Sem mencionar diretamente os ataques de Bolsonaro e seus apoiadores fazem ao STF, Ayres Britto reforçou o papel do Judiciário.
“Muitas vezes o Judiciário é acusado de invadir competências constitucionais, mas quando analiso eu vejo o Judiciário como proativo. O Judiciário entende da parte jurídica, isso não cabe ao Executivo e ao Legislativo.”
O jurista disse ainda que quem entende de direito não é quem o aplica, mas é o sistema de justiça.

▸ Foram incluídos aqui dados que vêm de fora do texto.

//! Application state wiring the domain services to the platform adapters.

use std::sync::Arc;

use mockable::Clock;

use crate::domain::session::AuthResolver;
use crate::domain::{
    AuditRecorder, ClientService, DocumentService, ProfileCache, TodoService, UserService,
};
use crate::domain::ports::{AuditSink, IdentityProvider};
use crate::outbound::MemoryPlatform;

/// Client service bound to the platform adapters.
pub type PortalClientService = ClientService<MemoryPlatform>;
/// Document service bound to the platform adapters.
pub type PortalDocumentService = DocumentService<MemoryPlatform, MemoryPlatform>;
/// Todo service bound to the platform adapters.
pub type PortalTodoService = TodoService<MemoryPlatform>;
/// User/invite service bound to the platform adapters.
pub type PortalUserService = UserService<MemoryPlatform, MemoryPlatform>;
/// Profile cache bound to the platform adapters.
pub type PortalProfileCache = ProfileCache<MemoryPlatform>;

/// Shared handler state.
pub struct PortalState {
    /// The backing platform, kept for seeding and inspection.
    pub platform: Arc<MemoryPlatform>,
    /// Identity provider used by the login handler.
    pub identity: Arc<dyn IdentityProvider>,
    /// Auth-state resolution shared with the guard middleware.
    pub resolver: Arc<dyn AuthResolver>,
    /// Client account use-cases.
    pub clients: PortalClientService,
    /// Document use-cases.
    pub documents: PortalDocumentService,
    /// Task use-cases.
    pub todos: PortalTodoService,
    /// User and invite use-cases.
    pub users: PortalUserService,
}

impl PortalState {
    /// Assemble the services over one platform and an audit sink.
    ///
    /// The sink is separate so deployments can ship audit entries to a
    /// remote collector while records stay on the platform.
    #[must_use]
    pub fn new(
        platform: Arc<MemoryPlatform>,
        audit_sink: Arc<dyn AuditSink>,
        clock: Arc<dyn Clock>,
    ) -> Self {
        let audit = AuditRecorder::new(audit_sink);
        let cache: Arc<PortalProfileCache> =
            Arc::new(ProfileCache::new(Arc::clone(&platform), clock));
        Self {
            identity: Arc::clone(&platform) as Arc<dyn IdentityProvider>,
            resolver: cache as Arc<dyn AuthResolver>,
            clients: ClientService::new(Arc::clone(&platform), audit.clone()),
            documents: DocumentService::new(
                Arc::clone(&platform),
                Arc::clone(&platform),
                audit.clone(),
            ),
            todos: TodoService::new(Arc::clone(&platform), audit.clone()),
            users: UserService::new(Arc::clone(&platform), Arc::clone(&platform), audit),
            platform,
        }
    }

    /// State over one platform that also receives the audit trail.
    #[must_use]
    pub fn self_contained(platform: Arc<MemoryPlatform>, clock: Arc<dyn Clock>) -> Self {
        let sink = Arc::clone(&platform) as Arc<dyn AuditSink>;
        Self::new(platform, sink, clock)
    }
}
//! Deterministic firm generation from a seed definition.

use std::collections::HashSet;

use fake::Fake;
use fake::faker::company::en::CompanyName;
use fake::faker::name::en::Name;
use rand::{Rng, SeedableRng};
use rand_chacha::ChaCha8Rng;
use uuid::Builder;

use crate::error::GenerationError;
use crate::firm::{DemoClientAccount, DemoFirm, DemoRole, DemoUser};
use crate::registry::SeedDefinition;

/// Upper bound on generated professionals and clients.
const MAX_COUNT: u32 = 500;

/// Generate a reproducible demo firm from a seed definition.
///
/// Equal definitions produce byte-identical firms; every run with the same
/// seed yields the same ids, emails and passwords, so seeded environments
/// can be logged into with known credentials.
pub fn generate_demo_firm(definition: &SeedDefinition) -> Result<DemoFirm, GenerationError> {
    check_count("professionalCount", definition.professional_count)?;
    check_count("clientCount", definition.client_count)?;

    let mut rng = ChaCha8Rng::seed_from_u64(definition.seed);
    let mut taken_emails = HashSet::new();

    let admin = demo_user(
        &mut rng,
        &mut taken_emails,
        DemoRole::Admin,
        "firm.example",
    );
    let professionals: Vec<DemoUser> = (0..definition.professional_count)
        .map(|_| demo_user(&mut rng, &mut taken_emails, DemoRole::Professional, "firm.example"))
        .collect();

    let clients = (0..definition.client_count)
        .map(|_| demo_client(&mut rng, &mut taken_emails, professionals.len()))
        .collect();

    Ok(DemoFirm {
        admin,
        professionals,
        clients,
    })
}

fn check_count(field: &'static str, value: u32) -> Result<(), GenerationError> {
    if value == 0 || value > MAX_COUNT {
        return Err(GenerationError::CountOutOfRange {
            field,
            value,
            max: MAX_COUNT,
        });
    }
    Ok(())
}

fn demo_user(
    rng: &mut ChaCha8Rng,
    taken: &mut HashSet<String>,
    role: DemoRole,
    domain: &str,
) -> DemoUser {
    let name: String = Name().fake_with_rng(rng);
    let email = unique_email(taken, &name, domain);
    DemoUser {
        identity_id: deterministic_uuid(rng),
        email,
        name,
        role,
        password: format!("demo-{:08x}", rng.random::<u32>()),
    }
}

fn demo_client(
    rng: &mut ChaCha8Rng,
    taken: &mut HashSet<String>,
    professional_count: usize,
) -> DemoClientAccount {
    let company: String = CompanyName().fake_with_rng(rng);
    let contact_email = unique_email(taken, &company, "mail.example");

    // Roughly half the accounts get a portal login.
    let linked_user = if rng.random::<bool>() {
        Some(demo_user(rng, taken, DemoRole::Client, "mail.example"))
    } else {
        None
    };

    let mut assigned_professionals = Vec::new();
    if professional_count > 0 {
        let first = rng.random_range(0..professional_count);
        assigned_professionals.push(first);
        if professional_count > 1 && rng.random::<bool>() {
            let second = (first + 1) % professional_count;
            assigned_professionals.push(second);
        }
    }

    DemoClientAccount {
        id: deterministic_uuid(rng),
        name: company,
        contact_email,
        linked_user,
        assigned_professionals,
    }
}

fn deterministic_uuid(rng: &mut ChaCha8Rng) -> String {
    Builder::from_random_bytes(rng.random::<[u8; 16]>())
        .into_uuid()
        .to_string()
}

fn unique_email(taken: &mut HashSet<String>, display: &str, domain: &str) -> String {
    let slug: String = display
        .to_ascii_lowercase()
        .chars()
        .filter_map(|ch| {
            if ch.is_ascii_alphanumeric() {
                Some(ch)
            } else if ch.is_whitespace() || ch == '-' || ch == '.' {
                Some('.')
            } else {
                None
            }
        })
        .collect();
    let slug = slug.trim_matches('.').replace("..", ".");

    let mut candidate = format!("{slug}@{domain}");
    let mut suffix = 1_u32;
    while !taken.insert(candidate.clone()) {
        suffix += 1;
        candidate = format!("{slug}{suffix}@{domain}");
    }
    candidate
}
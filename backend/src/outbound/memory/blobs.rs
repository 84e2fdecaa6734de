//! Blob-store port implementation over an in-memory map.

use async_trait::async_trait;
use bytes::Bytes;

use crate::domain::ports::{BlobStore, BlobStoreError, ProgressObserver};

use super::{MemoryPlatform, write_guard};

/// Transfer chunk size used for progress reporting.
const CHUNK_BYTES: usize = 64 * 1024;

#[async_trait]
impl BlobStore for MemoryPlatform {
    async fn put(
        &self,
        path: &str,
        bytes: Bytes,
        progress: ProgressObserver,
    ) -> Result<String, BlobStoreError> {
        let total = bytes.len();
        if total == 0 {
            progress(100);
        } else {
            let mut transferred = 0_usize;
            while transferred < total {
                transferred = usize::min(transferred + CHUNK_BYTES, total);
                #[allow(
                    clippy::integer_division,
                    clippy::cast_possible_truncation,
                    reason = "progress percent is bounded 0..=100"
                )]
                let pct = (transferred as u128 * 100 / total as u128) as u8;
                progress(pct);
            }
        }

        write_guard(&self.blobs).insert(path.to_owned(), bytes);
        Ok(format!("memory://{path}"))
    }

    async fn delete(&self, path: &str) -> Result<(), BlobStoreError> {
        write_guard(&self.blobs).remove(path);
        Ok(())
    }
}

#[cfg(test)]
mod tests {
    //! Behavioural coverage for the in-memory blob store.
    use super::*;
    use crate::domain::ports::silent_progress;
    use mockable::DefaultClock;
    use std::sync::{Arc, Mutex};

    fn platform() -> MemoryPlatform {
        MemoryPlatform::new(Arc::new(DefaultClock))
    }

    #[tokio::test]
    async fn progress_is_non_decreasing_and_finishes_at_100() {
        let reports: Arc<Mutex<Vec<u8>>> = Arc::default();
        let sink = Arc::clone(&reports);
        let observer: ProgressObserver = Arc::new(move |pct| {
            sink.lock().expect("report lock").push(pct);
        });

        let platform = platform();
        let megabyte = Bytes::from(vec![0_u8; 1024 * 1024]);
        platform
            .put("clients/c-1/documents/d-1/big.bin", megabyte, observer)
            .await
            .expect("upload succeeds");

        let reports = reports.lock().expect("report lock");
        assert!(!reports.is_empty());
        assert!(reports.windows(2).all(|pair| pair[0] <= pair[1]));
        assert_eq!(reports.last().copied(), Some(100));
    }

    #[tokio::test]
    async fn empty_files_still_complete() {
        let reports: Arc<Mutex<Vec<u8>>> = Arc::default();
        let sink = Arc::clone(&reports);
        let observer: ProgressObserver = Arc::new(move |pct| {
            sink.lock().expect("report lock").push(pct);
        });

        platform()
            .put("clients/c-1/documents/d-1/empty.bin", Bytes::new(), observer)
            .await
            .expect("upload succeeds");
        assert_eq!(*reports.lock().expect("report lock"), vec![100]);
    }

    #[tokio::test]
    async fn deleting_an_absent_blob_is_not_an_error() {
        platform()
            .delete("clients/c-1/documents/d-404/none.bin")
            .await
            .expect("delete succeeds");
    }

    #[tokio::test]
    async fn stored_blobs_are_retrievable_by_path() {
        let platform = platform();
        let path = "clients/c-1/documents/d-1/note.txt";
        let url = platform
            .put(path, Bytes::from_static(b"hello"), silent_progress())
            .await
            .expect("upload succeeds");
        assert_eq!(url, format!("memory://{path}"));
    }
}
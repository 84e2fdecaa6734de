//! Document records and their review state machine.
//!
//! A document record pairs with a blob stored at
//! `clients/{client_id}/documents/{record_id}/{file_name}`; the path segment
//! and the record id are always the same generated id. Review status moves
//! from pending to approved or rejected, both terminal.

use chrono::{DateTime, Utc};
use serde::{Deserialize, Serialize};
use utoipa::ToSchema;

use super::identity::{IdentityId, RecordId};
use super::linkage::OwnerLinkage;
use super::role::Role;

/// Review status of an uploaded document.
#[derive(Debug, Clone, Copy, PartialEq, Eq, Hash, Serialize, Deserialize, ToSchema)]
#[serde(rename_all = "lowercase")]
pub enum DocumentStatus {
    /// Awaiting review.
    Pending,
    /// Accepted by an admin or professional. Terminal.
    Approved,
    /// Refused by an admin or professional. Terminal.
    Rejected,
}

impl DocumentStatus {
    /// Whether a transition from `self` to `next` is defined.
    ///
    /// Only `pending -> approved` and `pending -> rejected` exist; nothing
    /// leads out of a terminal status.
    #[must_use]
    pub fn can_transition_to(self, next: DocumentStatus) -> bool {
        matches!(
            (self, next),
            (Self::Pending, Self::Approved) | (Self::Pending, Self::Rejected)
        )
    }
}

/// A stored document and its review metadata.
///
/// ## Invariants
/// - `linkage` mirrors the owning client's fields as of upload time; it is
///   not rewritten when the client's assignments later change.
/// - `storage_path` contains `id` as its third path segment.
#[derive(Debug, Clone, PartialEq, Eq, Serialize, Deserialize, ToSchema)]
#[serde(rename_all = "camelCase")]
pub struct DocumentFile {
    /// Record id; also the storage path segment.
    pub id: RecordId,
    /// Owning client account.
    pub client_id: RecordId,
    /// Identity that performed the upload.
    pub uploaded_by: IdentityId,
    /// Role the uploader held at upload time.
    pub uploaded_by_role: Role,
    /// Firm-defined category label.
    pub category: String,
    /// Free-text note shown alongside the document.
    pub note: String,
    /// Original file name.
    pub file_name: String,
    /// MIME type reported by the uploader.
    pub file_type: String,
    /// Size in bytes.
    pub file_size: u64,
    /// Blob-store path the bytes live at.
    pub storage_path: String,
    /// Locator handed back by the blob store after upload.
    pub download_url: String,
    /// Review status.
    pub status: DocumentStatus,
    /// Permission fields copied from the owning client at upload time.
    #[serde(flatten)]
    pub linkage: OwnerLinkage,
    /// Stamped by the record store on creation.
    pub created_at: DateTime<Utc>,
    /// Refreshed by the record store on every merge.
    pub updated_at: DateTime<Utc>,
}

/// Caller-supplied metadata accompanying an upload.
#[derive(Debug, Clone, PartialEq, Eq, Deserialize, ToSchema)]
#[serde(rename_all = "camelCase")]
pub struct DocumentUpload {
    /// Owning client account.
    pub client_id: RecordId,
    /// Firm-defined category label.
    pub category: String,
    /// Optional free-text note.
    pub note: Option<String>,
    /// Original file name.
    pub file_name: String,
    /// MIME type reported by the uploader.
    pub file_type: String,
    /// Permission fields from the owning client, loaded by the caller.
    #[serde(flatten)]
    pub linkage: OwnerLinkage,
}

/// Build the blob-store path for a document upload.
///
/// # Examples
/// ```
/// use backend::domain::{RecordId, storage_path_for};
///
/// let client = RecordId::new("c-1").expect("valid id");
/// let document = RecordId::new("d-1").expect("valid id");
/// assert_eq!(
///     storage_path_for(&client, &document, "ledger.pdf"),
///     "clients/c-1/documents/d-1/ledger.pdf"
/// );
/// ```
#[must_use]
pub fn storage_path_for(client_id: &RecordId, document_id: &RecordId, file_name: &str) -> String {
    format!("clients/{client_id}/documents/{document_id}/{file_name}")
}
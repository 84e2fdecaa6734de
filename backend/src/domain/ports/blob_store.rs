//! Port for the path-addressed blob store.

use std::sync::Arc;

use async_trait::async_trait;
use bytes::Bytes;

use super::macros::define_port_error;

/// Callback invoked with a 0–100 percentage as bytes transfer.
///
/// Adapters must report a non-decreasing sequence and finish with 100 on a
/// successful upload. A caller may drop its observer at any time; nothing is
/// cleaned up on abandonment.
pub type ProgressObserver = Arc<dyn Fn(u8) + Send + Sync>;

/// Observer that ignores every report.
#[must_use]
pub fn silent_progress() -> ProgressObserver {
    Arc::new(|_| {})
}

define_port_error! {
    /// Errors raised by blob store adapters.
    pub enum BlobStoreError {
        /// Store could not be reached.
        Connection { message: String } =>
            "blob store connection failed: {message}",
        /// The transfer failed partway through.
        Transfer { message: String } =>
            "blob transfer failed: {message}",
    }
}

/// Port for resumable, path-addressed binary storage.
#[cfg_attr(test, mockall::automock)]
#[async_trait]
pub trait BlobStore: Send + Sync {
    /// Stream the bytes to the given path, reporting progress, and return a
    /// download locator for the stored blob.
    async fn put(
        &self,
        path: &str,
        bytes: Bytes,
        progress: ProgressObserver,
    ) -> Result<String, BlobStoreError>;

    /// Delete the blob at the given path. Deleting an absent blob is not an
    /// error.
    async fn delete(&self, path: &str) -> Result<(), BlobStoreError>;
}
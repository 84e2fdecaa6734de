//! Admin endpoints for user profiles and invites.

use actix_web::{HttpResponse, delete, get, patch, post, web};
use serde::Deserialize;
use utoipa::ToSchema;

use crate::domain::{
    DomainError, EmailAddress, IdentityId, Invite, NewInvite, Role, UserProfile, UserProfilePatch,
};
use crate::server::state::PortalState;

use super::error::{ApiError, ApiResult};
use super::extract::CurrentActor;

fn identity_from_path(raw: &str) -> Result<IdentityId, ApiError> {
    IdentityId::new(raw)
        .map_err(|err| DomainError::invalid_request(format!("bad user id: {err}")).into())
}

fn email_from_path(raw: &str) -> Result<EmailAddress, ApiError> {
    EmailAddress::parse(raw)
        .map_err(|err| DomainError::invalid_request(format!("bad email: {err}")).into())
}

/// List all user profiles.
#[utoipa::path(
    get,
    path = "/api/users",
    responses(
        (status = 200, description = "Profiles", body = [UserProfile]),
        (status = 403, description = "Not an administrator", body = ApiError)
    ),
    tags = ["users"],
    operation_id = "listUsers"
)]
#[get("")]
pub async fn list_users(
    state: web::Data<PortalState>,
    actor: CurrentActor,
) -> ApiResult<web::Json<Vec<UserProfile>>> {
    let profiles = state.users.list_profiles(&actor.0).await?;
    Ok(web::Json(profiles))
}

/// Update a user profile (display name, active flag).
#[utoipa::path(
    patch,
    path = "/api/users/{id}",
    request_body = UserProfilePatch,
    responses(
        (status = 200, description = "Updated profile", body = UserProfile),
        (status = 404, description = "Unknown profile", body = ApiError)
    ),
    tags = ["users"],
    operation_id = "updateUser"
)]
#[patch("/{id}")]
pub async fn update_user(
    state: web::Data<PortalState>,
    actor: CurrentActor,
    path: web::Path<String>,
    patch: web::Json<UserProfilePatch>,
) -> ApiResult<web::Json<UserProfile>> {
    let id = identity_from_path(&path)?;
    let updated = state
        .users
        .update_profile(&actor.0, &id, patch.into_inner())
        .await?;
    Ok(web::Json(updated))
}

/// Delete a user profile.
#[utoipa::path(
    delete,
    path = "/api/users/{id}",
    responses((status = 204, description = "Profile removed")),
    tags = ["users"],
    operation_id = "deleteUser"
)]
#[delete("/{id}")]
pub async fn delete_user(
    state: web::Data<PortalState>,
    actor: CurrentActor,
    path: web::Path<String>,
) -> ApiResult<HttpResponse> {
    let id = identity_from_path(&path)?;
    state.users.delete_profile(&actor.0, &id).await?;
    Ok(HttpResponse::NoContent().finish())
}

/// Invite creation payload.
#[derive(Debug, Deserialize, ToSchema)]
#[serde(rename_all = "camelCase")]
pub struct InviteRequest {
    /// Address the invite is issued to.
    pub email: String,
    /// Display name for the future profile.
    pub name: String,
    /// Role the future profile receives.
    pub role: Role,
}

/// List pending invites.
#[utoipa::path(
    get,
    path = "/api/invites",
    responses((status = 200, description = "Invites", body = [Invite])),
    tags = ["invites"],
    operation_id = "listInvites"
)]
#[get("")]
pub async fn list_invites(
    state: web::Data<PortalState>,
    actor: CurrentActor,
) -> ApiResult<web::Json<Vec<Invite>>> {
    let invites = state.users.list_invites(&actor.0).await?;
    Ok(web::Json(invites))
}

/// Issue an invite.
#[utoipa::path(
    post,
    path = "/api/invites",
    request_body = InviteRequest,
    responses(
        (status = 201, description = "Invite issued", body = Invite),
        (status = 409, description = "Email already registered", body = ApiError)
    ),
    tags = ["invites"],
    operation_id = "createInvite"
)]
#[post("")]
pub async fn create_invite(
    state: web::Data<PortalState>,
    actor: CurrentActor,
    payload: web::Json<InviteRequest>,
) -> ApiResult<HttpResponse> {
    let payload = payload.into_inner();
    let email = EmailAddress::parse(&payload.email)
        .map_err(|err| DomainError::invalid_request(format!("bad email: {err}")))?;
    let invite = state
        .users
        .create_invite(
            &actor.0,
            NewInvite {
                email,
                name: payload.name,
                role: payload.role,
            },
        )
        .await?;
    Ok(HttpResponse::Created().json(invite))
}

/// Revoke a pending invite.
#[utoipa::path(
    delete,
    path = "/api/invites/{email}",
    responses((status = 204, description = "Invite removed")),
    tags = ["invites"],
    operation_id = "deleteInvite"
)]
#[delete("/{email}")]
pub async fn delete_invite(
    state: web::Data<PortalState>,
    actor: CurrentActor,
    path: web::Path<String>,
) -> ApiResult<HttpResponse> {
    let email = email_from_path(&path)?;
    state.users.delete_invite(&actor.0, &email).await?;
    Ok(HttpResponse::NoContent().finish())
}
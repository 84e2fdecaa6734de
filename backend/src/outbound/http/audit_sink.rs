//! HTTP adapter shipping audit entries to a remote collector.
//!
//! `reqwest::Client` is `Clone + Send + Sync`, so no external locking is
//! needed. The recorder in front of this sink already tolerates failures, so
//! the adapter maps them faithfully instead of retrying.

use async_trait::async_trait;
use url::Url;

use crate::domain::AuditEntry;
use crate::domain::ports::{AuditSink, AuditSinkError};

/// Sink posting entries to `{base}/api/audit-entries`.
#[derive(Debug, Clone)]
pub struct HttpAuditSink {
    client: reqwest::Client,
    base: Url,
}

impl HttpAuditSink {
    /// Create a sink for the given collector base URL.
    #[must_use]
    pub fn new(client: reqwest::Client, base: Url) -> Self {
        Self { client, base }
    }

    fn endpoint(&self) -> Result<Url, AuditSinkError> {
        let mut url = self.base.clone();
        url.path_segments_mut()
            .map_err(|()| AuditSinkError::rejected("collector base URL cannot take a path"))?
            .extend(["api", "audit-entries"]);
        Ok(url)
    }
}

#[async_trait]
impl AuditSink for HttpAuditSink {
    async fn append(&self, entry: &AuditEntry) -> Result<(), AuditSinkError> {
        let url = self.endpoint()?;
        let response = self
            .client
            .post(url)
            .json(entry)
            .send()
            .await
            .map_err(|error| AuditSinkError::connection(error.to_string()))?;

        if !response.status().is_success() {
            return Err(AuditSinkError::rejected(format!(
                "HTTP {}",
                response.status()
            )));
        }
        Ok(())
    }
}
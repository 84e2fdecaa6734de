//! Audit trail entries appended alongside every mutating service call.
//!
//! The trail is append-only and best-effort: a failed append is logged and
//! swallowed, never surfaced, and never rolls back the primary write. Sinks
//! stamp the timestamp on append, the way the record store stamps creation
//! times.

use serde::{Deserialize, Serialize};
use serde_json::Value;
use utoipa::ToSchema;

use super::access::Actor;
use super::role::Role;

/// Collection a mutation targeted.
#[derive(Debug, Clone, Copy, PartialEq, Eq, Hash, Serialize, Deserialize, ToSchema)]
#[serde(rename_all = "lowercase")]
pub enum EntityKind {
    /// User profiles.
    Users,
    /// Pending invites.
    Invites,
    /// Client accounts.
    Clients,
    /// Document records.
    Documents,
    /// Tasks.
    Todos,
}

impl EntityKind {
    /// Stable lowercase collection name used in audit payloads.
    #[must_use]
    pub fn as_str(self) -> &'static str {
        match self {
            Self::Users => "users",
            Self::Invites => "invites",
            Self::Clients => "clients",
            Self::Documents => "documents",
            Self::Todos => "todos",
        }
    }
}

impl std::fmt::Display for EntityKind {
    fn fmt(&self, f: &mut std::fmt::Formatter<'_>) -> std::fmt::Result {
        f.write_str(self.as_str())
    }
}

/// One append-only audit record, before the sink stamps it.
#[derive(Debug, Clone, PartialEq, Serialize, Deserialize, ToSchema)]
#[serde(rename_all = "camelCase")]
pub struct AuditEntry {
    /// Action name, e.g. `client_created`.
    pub action: String,
    /// Collection the mutation targeted.
    pub target_collection: EntityKind,
    /// Id of the mutated record.
    pub target_id: String,
    /// Identity that performed the mutation.
    pub actor_id: String,
    /// Role the actor held at the time.
    pub actor_role: Role,
    /// Free-form detail payload.
    pub details: Value,
}

impl AuditEntry {
    /// Build an entry for the given actor.
    #[must_use]
    pub fn record(
        action: impl Into<String>,
        target_collection: EntityKind,
        target_id: impl Into<String>,
        actor: &Actor,
        details: Value,
    ) -> Self {
        Self {
            action: action.into(),
            target_collection,
            target_id: target_id.into(),
            actor_id: actor.identity.as_str().to_owned(),
            actor_role: actor.role,
            details,
        }
    }
}
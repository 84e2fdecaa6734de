//! Session endpoints: login, logout, current state and invite redemption.

use actix_session::Session;
use actix_web::{HttpResponse, delete, get, post, web};
use serde::Deserialize;
use tracing::info;
use utoipa::ToSchema;

use crate::domain::ports::{AuthenticatedIdentity, IdentityProviderError};
use crate::domain::{AuthState, DomainError, EmailAddress, LoginCredentials, UserProfile};
use crate::middleware::{SESSION_EMAIL_KEY, SESSION_IDENTITY_KEY};
use crate::server::state::PortalState;

use super::error::{ApiError, ApiResult};
use super::extract::AuthContext;

/// Login payload.
#[derive(Debug, Deserialize, ToSchema)]
#[serde(rename_all = "camelCase")]
pub struct LoginRequest {
    /// Email address registered with the identity provider.
    #[schema(example = "ada@firm.example")]
    pub email: String,
    /// Account password.
    pub password: String,
}

/// The session's resolved state, as the UI consumes it.
#[derive(Debug, serde::Serialize, ToSchema)]
#[serde(tag = "state", rename_all = "camelCase")]
pub enum SessionView {
    /// No valid session.
    #[serde(rename = "unauthenticated")]
    Unauthenticated,
    /// Session without a redeemed invite.
    #[serde(rename = "needsSetup")]
    NeedsSetup {
        /// Email the session authenticated with.
        email: EmailAddress,
    },
    /// Session with a resolved profile.
    #[serde(rename = "authorized")]
    Authorized {
        /// The caller's profile.
        profile: UserProfile,
    },
}

impl From<AuthState> for SessionView {
    fn from(state: AuthState) -> Self {
        match state {
            AuthState::Unauthenticated => Self::Unauthenticated,
            AuthState::NeedsSetup { email, .. } => Self::NeedsSetup { email },
            AuthState::Authorized(profile) => Self::Authorized { profile },
        }
    }
}

/// Sign in with email and password.
#[utoipa::path(
    post,
    path = "/api/session",
    request_body = LoginRequest,
    responses(
        (status = 200, description = "Signed in", body = SessionView),
        (status = 400, description = "Malformed credentials", body = ApiError),
        (status = 401, description = "Invalid credentials", body = ApiError)
    ),
    tags = ["session"],
    operation_id = "login"
)]
#[post("")]
pub async fn login(
    state: web::Data<PortalState>,
    session: Session,
    payload: web::Json<LoginRequest>,
) -> ApiResult<HttpResponse> {
    let credentials = LoginCredentials::try_from_parts(&payload.email, &payload.password)
        .map_err(|err| ApiError::from(DomainError::invalid_request(err.to_string())))?;

    let identity = state
        .identity
        .authenticate(&credentials)
        .await
        .map_err(|err| match err {
            IdentityProviderError::InvalidCredentials => {
                DomainError::unauthorized("invalid credentials")
            }
            IdentityProviderError::Unavailable { message } => DomainError::unavailable(message),
        })?;

    session.renew();
    session
        .insert(SESSION_IDENTITY_KEY, identity.id.as_str())
        .map_err(|err| ApiError::internal(format!("session write failed: {err}")))?;
    session
        .insert(SESSION_EMAIL_KEY, identity.email.as_str())
        .map_err(|err| ApiError::internal(format!("session write failed: {err}")))?;

    let resolved = state
        .resolver
        .resolve_state(&identity.id, &identity.email)
        .await?;
    info!(identity = %identity.id, "signed in");
    Ok(HttpResponse::Ok().json(SessionView::from(resolved)))
}

/// Current session state.
#[utoipa::path(
    get,
    path = "/api/session",
    responses((status = 200, description = "Resolved state", body = SessionView)),
    tags = ["session"],
    operation_id = "currentSession"
)]
#[get("")]
pub async fn current(context: AuthContext) -> ApiResult<HttpResponse> {
    Ok(HttpResponse::Ok().json(SessionView::from(context.0)))
}

/// Sign out and clear the session.
#[utoipa::path(
    delete,
    path = "/api/session",
    responses((status = 204, description = "Signed out")),
    tags = ["session"],
    operation_id = "logout"
)]
#[delete("")]
pub async fn logout(
    state: web::Data<PortalState>,
    session: Session,
    context: AuthContext,
) -> ApiResult<HttpResponse> {
    match &context.0 {
        AuthState::Authorized(profile) => state.resolver.forget(&profile.id),
        AuthState::NeedsSetup { identity, .. } => state.resolver.forget(identity),
        AuthState::Unauthenticated => {}
    }
    session.purge();
    Ok(HttpResponse::NoContent().finish())
}

/// Redeem the pending invite for the signed-in identity.
///
/// Returns the resolved profile; idempotent when the profile already exists.
#[utoipa::path(
    post,
    path = "/api/session/setup",
    responses(
        (status = 200, description = "Profile resolved", body = SessionView),
        (status = 401, description = "No session", body = ApiError),
        (status = 404, description = "No invite for this email", body = ApiError)
    ),
    tags = ["session"],
    operation_id = "redeemInvite"
)]
#[post("/setup")]
pub async fn setup(
    state: web::Data<PortalState>,
    context: AuthContext,
) -> ApiResult<HttpResponse> {
    let identity = match context.0 {
        AuthState::Unauthenticated => {
            return Err(DomainError::unauthorized("sign in to finish setup").into());
        }
        AuthState::NeedsSetup { identity, email } => AuthenticatedIdentity {
            id: identity,
            email,
        },
        AuthState::Authorized(profile) => {
            // Fast path: nothing to redeem.
            return Ok(HttpResponse::Ok().json(SessionView::Authorized { profile }));
        }
    };

    let profile = state.users.redeem_invite(&identity).await?;
    state.resolver.forget(&identity.id);
    Ok(HttpResponse::Ok().json(SessionView::Authorized { profile }))
}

“Judiciário não, é necessário ter entendimento de direito. Quem entende de direito não é quem o aplica, mas o sistema de justiça. Não é superior ao Estado, é anterior ao Estado, tem vínculo com o povo. o Estado tem vínculo com a Constituição, advém da nação, mas se constrói por medidas constitucionais”, afirmou Ayres Britto.
PRESIDENTE
O jurista também disse que o presidente da República precisa “manter, cumprir e defender a Constituição. Está eleito pra cumpri-la dessa forma, e aquele que atentar contra ela, impeachment nele, é assim que funciona”.
“A nação funda o direito de um povo que tem o nome de Constituição. Temos muitas pessoas estatais, mas uma só nação. Não existe na Constituição a palavra nação, já que quem entra nela é o Estado, já que ele é nomeante e nomeado. Corrente, nascente e foz, igual um rio, assim é o direito constitucional. Só nós sabemos isso, isso é nosso dia a dia, nós vivemos isso. A Constituição é nossa bíblia jurídica, é nosso norte. Nós nos perguntamos isso, o Legislativo e o Executivo não”, disse Ayres Britto.
Por fim, o jurista lembrou que a Constituição abre com dois princípios fundamentais, que “fundam e criam a fisionomia jurídica do país”.
“O primeiro princípio é democracia: aquela que é fonte, imã e bússola. O principal deles. Constituição é a única lei que o Estado não faz. Forças Armadas, Legislativo, direito a voto, liberdade de expressão, de imprensa, de iniciativa, tudo isso é fruto da constituição.”